YOUR ASSIGNMENT:
Exactly the lines from the first line of the listing through the line containing "validate_schema(&blueprint.schema)?;" should appear in the output, unchanged.

SUPPLIED MATERIAL:
*** Begin section ***
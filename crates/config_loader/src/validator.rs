//! 配置校验模块
//!
//! 校验规则：
//! - schema 非空，frame_total_length > 0
//! - 字段名唯一，offset + length <= frame_total_length
//! - length 等于编码宽度
//! - 至多一个同步字段 (无符号整数，宽度 <= 4)，至多一个校验和字段
//! - scale_factor 有限且非零
//! - handler 名称非空且唯一，queue_capacity > 0
//! - max_consecutive_failures >= 1

use std::collections::HashSet;

use contracts::{ContractError, FrameSchema, PipelineSettings, TelemetryBlueprint};

/// 校验 TelemetryBlueprint 配置
///
/// 返回第一个遇到的错误，或 Ok(())。
pub fn validate(blueprint: &TelemetryBlueprint) -> Result<(), ContractError> {
    validate_schema(&blueprint.schema)?;
    validate_pipeline(&blueprint.pipeline)?;
    validate_handlers(blueprint)?;
    Ok(())
}

/// 校验帧 schema (编解码器的前置条件)
pub fn validate_schema(schema: &FrameSchema) -> Result<(), ContractError> {
    validate_layout(schema)?;
    validate_field_names(schema)?;
    validate_field_bounds(schema)?;
    validate_role_fields(schema)?;
    validate_scale_factors(schema)?;
    Ok(())
}

/// 校验帧总体布局
fn validate_layout(schema: &FrameSchema) -> Result<(), ContractError> {
    if schema.fields.is_empty() {
        return Err(ContractError::config_validation(
            "parameters",
            "schema must declare at least one field",
        ));
    }
    if schema.total_length == 0 {
        return Err(ContractError::config_validation(
            "frame_total_length",
            "frame_total_length must be > 0",
        ));
    }
    Ok(())
}

/// 校验字段名唯一性
fn validate_field_names(schema: &FrameSchema) -> Result<(), ContractError> {
    let mut seen = HashSet::new();
    for (idx, field) in schema.fields.iter().enumerate() {
        if field.name.is_empty() {
            return Err(ContractError::config_validation(
                format!("parameters[{idx}].name"),
                "field name cannot be empty",
            ));
        }
        if !seen.insert(field.name.as_str()) {
            return Err(ContractError::config_validation(
                format!("parameters[name={}]", field.name),
                "duplicate field name",
            ));
        }
    }
    Ok(())
}

/// 校验字段范围与宽度
fn validate_field_bounds(schema: &FrameSchema) -> Result<(), ContractError> {
    for field in &schema.fields {
        if field.length != field.binary_encoding.width() {
            return Err(ContractError::config_validation(
                format!("parameters[{}].length", field.name),
                format!(
                    "length {} does not match {} width {}",
                    field.length,
                    field.binary_encoding,
                    field.binary_encoding.width()
                ),
            ));
        }
        if field.end().map_or(true, |end| end > schema.total_length) {
            return Err(ContractError::config_validation(
                format!("parameters[{}].offset", field.name),
                format!(
                    "offset {} + length {} exceeds frame_total_length {}",
                    field.offset, field.length, schema.total_length
                ),
            ));
        }
    }
    Ok(())
}

/// 校验同步字/校验和字段
fn validate_role_fields(schema: &FrameSchema) -> Result<(), ContractError> {
    let sync_fields: Vec<_> = schema.fields.iter().filter(|f| f.is_sync_word).collect();
    match sync_fields.as_slice() {
        [] => {}
        [sync] => {
            let encoding = sync.binary_encoding;
            if !encoding.is_unsigned() || encoding.width() > 4 {
                return Err(ContractError::config_validation(
                    format!("parameters[{}].binary_encoding", sync.name),
                    format!("sync field must be an unsigned integer of at most 4 bytes, got {encoding}"),
                ));
            }
            let max = encoding.integer_range().map_or(0, |(_, max)| max);
            if i128::from(schema.sync_word) > max {
                return Err(ContractError::config_validation(
                    "frame_sync_word",
                    format!(
                        "sync word {:#X} does not fit {encoding}",
                        schema.sync_word
                    ),
                ));
            }
        }
        _ => {
            return Err(ContractError::config_validation(
                "parameters",
                format!("at most one sync field allowed, found {}", sync_fields.len()),
            ))
        }
    }

    let checksum_count = schema.fields.iter().filter(|f| f.is_checksum).count();
    if checksum_count > 1 {
        return Err(ContractError::config_validation(
            "parameters",
            format!("at most one checksum field allowed, found {checksum_count}"),
        ));
    }
    if let Some(field) = schema.fields.iter().find(|f| f.is_sync_word && f.is_checksum) {
        return Err(ContractError::config_validation(
            format!("parameters[{}]", field.name),
            "field cannot be both sync word and checksum",
        ));
    }
    Ok(())
}

/// 校验缩放系数
fn validate_scale_factors(schema: &FrameSchema) -> Result<(), ContractError> {
    for field in &schema.fields {
        if !field.scale_factor.is_finite() || field.scale_factor == 0.0 {
            return Err(ContractError::config_validation(
                format!("parameters[{}].scale_factor", field.name),
                format!("scale_factor must be finite and non-zero, got {}", field.scale_factor),
            ));
        }
    }
    Ok(())
}

/// 校验管线参数
fn validate_pipeline(pipeline: &PipelineSettings) -> Result<(), ContractError> {
    if pipeline.retry.max_consecutive_failures == 0 {
        return Err(ContractError::config_validation(
            "pipeline.retry.max_consecutive_failures",
            "max_consecutive_failures must be >= 1",
        ));
    }
    if pipeline.source_timestamp_field.is_empty() {
        return Err(ContractError::config_validation(
            "pipeline.source_timestamp_field",
            "source_timestamp_field cannot be empty",
        ));
    }
    Ok(())
}

/// 校验 handler 配置
fn validate_handlers(blueprint: &TelemetryBlueprint) -> Result<(), ContractError> {
    let mut seen = HashSet::new();
    for (idx, handler) in blueprint.handlers.iter().enumerate() {
        if handler.name.is_empty() {
            return Err(ContractError::config_validation(
                format!("handlers[{idx}].name"),
                "handler name cannot be empty",
            ));
        }
        if !seen.insert(handler.name.as_str()) {
            return Err(ContractError::config_validation(
                format!("handlers[name={}]", handler.name),
                "duplicate handler name",
            ));
        }
        if handler.queue_capacity == 0 {
            return Err(ContractError::config_validation(
                format!("handlers[{}].queue_capacity", handler.name),
                "queue_capacity must be > 0",
            ));
        }
    }
    Ok(())
}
*** End section ***
ANSWER BOX:
filename crates/config_loader/src/validator.rs
//! 配置校验模块
//!
//! 校验规则：
//! - schema 非空，frame_total_length > 0
//! - 字段名唯一，offset + length <= frame_total_length
//! - length 等于编码宽度
//! - 至多一个同步字段 (无符号整数，宽度 <= 4)，至多一个校验和字段
//! - scale_factor 有限且非零
//! - handler 名称非空且唯一，queue_capacity > 0
//! - max_consecutive_failures >= 1

use std::collections::HashSet;

use contracts::{ContractError, FrameSchema, PipelineSettings, TelemetryBlueprint};

/// 校验 TelemetryBlueprint 配置
///
/// 返回第一个遇到的错误，或 Ok(())。
pub fn validate(blueprint: &TelemetryBlueprint) -> Result<(), ContractError> {
    validate_schema(&blueprint.schema)?;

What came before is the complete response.